🌶️🌶️ HOT TAKE🌶️🌶️

Your users of #DesignSystems are not the users of your application, they are the beneficiaries.

The devs implementing the system are your users. The worse that UX is, the less likely your design system will successfully be implemented.

@stuffbreaker Is this a "Hot Take"? I thought this was _just the facts_. ™️

If there is a developer between you and an end user your user is the developer. Make their job easier, bring #a11y to the surface, bring #performance to the surface, bring #usability to the surface by making it such that what is easy is what is right and what is right will serve their use (maybe the end user) in was that they would likely not have done without your #designSystem.

#developingDesignSystems #webDev #users

@westbrook I felt like this was common sense, but that doesn't seem to be the case.
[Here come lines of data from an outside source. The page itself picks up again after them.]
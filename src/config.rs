use std::path::{Path, PathBuf};

use anyhow::{Context, Result};
use serde::{Deserialize, Serialize};

/// Top-level configuration.
#[derive(Debug, Clone, Default, PartialEq, Serialize, Deserialize)]
pub struct ArchConfig {
    #[serde(default)]
    pub import: ImportOptions,
    #[serde(default)]
    pub annotation_format: AnnotationFormat,
}

/// Options for the completion engine.
#[derive(Debug, Clone, Default, PartialEq, Eq, Serialize, Deserialize)]
pub struct ImportOptions {
    /// Hash class sources that point to readable local files.
    #[serde(default)]
    pub enable_md5_in_class_sources: bool,
}

/// How annotations are rendered as text.
#[derive(Debug, Clone, PartialEq, Eq, Serialize, Deserialize)]
#[serde(default)]
pub struct AnnotationFormat {
    pub quote_strings: bool,
    /// Appended to class literals, e.g. `.class`.
    pub class_suffix: String,
    pub array_style: ArrayStyle,
    /// Render `@A(value=1)` as `@A(1)`.
    pub omit_single_value_name: bool,
}

impl Default for AnnotationFormat {
    fn default() -> Self {
        AnnotationFormat {
            quote_strings: true,
            class_suffix: ".class".to_string(),
            array_style: ArrayStyle::Curly,
            omit_single_value_name: true,
        }
    }
}

#[derive(Debug, Clone, Copy, Default, PartialEq, Eq, Serialize, Deserialize)]
#[serde(rename_all = "lowercase")]
pub enum ArrayStyle {
    /// `{a, b}`
    #[default]
    Curly,
    /// `[a, b]`
    Square,
}

/// Default config file names, searched in order.
const CONFIG_FILENAMES: &[&str] = &[".archgraph/config.toml", "archgraph.toml"];

/// Find the config file for a project.
///
/// If `config_override` is provided, use that path directly.
/// Otherwise, search for config files in the project root.
pub fn find_config_path(project_root: &Path, config_override: Option<&Path>) -> Option<PathBuf> {
    if let Some(override_path) = config_override {
        if override_path.exists() {
            return Some(override_path.to_path_buf());
        }
        return None;
    }

    CONFIG_FILENAMES
        .iter()
        .map(|filename| project_root.join(filename))
        .find(|path| path.exists())
}

/// Load and parse a config from a TOML file.
pub fn load_config(path: &Path) -> Result<ArchConfig> {
    let content = std::fs::read_to_string(path)
        .with_context(|| format!("Failed to read {}", path.display()))?;
    parse_config(&content).with_context(|| format!("Failed to parse {}", path.display()))
}

/// Parse a config from a TOML string.
pub fn parse_config(toml_str: &str) -> Result<ArchConfig> {
    let config: ArchConfig = toml::from_str(toml_str)?;
    Ok(config)
}

/// Resolve the effective configuration, falling back to defaults when no
/// config file exists.
pub fn resolve_config(project_root: &Path, config_override: Option<&Path>) -> Result<ArchConfig> {
    match find_config_path(project_root, config_override) {
        Some(path) => {
            tracing::debug!(path = %path.display(), "loading configuration");
            load_config(&path)
        }
        None if config_override.is_some() => {
            anyhow::bail!(
                "Config file not found: {}",
                config_override.map(|p| p.display().to_string()).unwrap_or_default()
            )
        }
        None => Ok(ArchConfig::default()),
    }
}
I have seen components and themes with very complicated setup processes and configurations and intricate decision trees to help "guide" devs to the right tool. These are all red flags for me. 🚩

@stuffbreaker Yes, common doesn't seem so correlative to sense these days. In so many things... 🤦‍♂️

There's also components that lock you into specific build processes or frameworks, what a shame. 🫨

Or worse, frameworks or tools that lock you out if you don't. 😱

I've been tracking your work on #wcToolkit and definitely see tools like that as making it look sillier and sillier when those teams make those sorts of decisions. 🙇

@westbrook That's the goal! Our tools should be open and easy to use regardless of the tech stack you're currently on.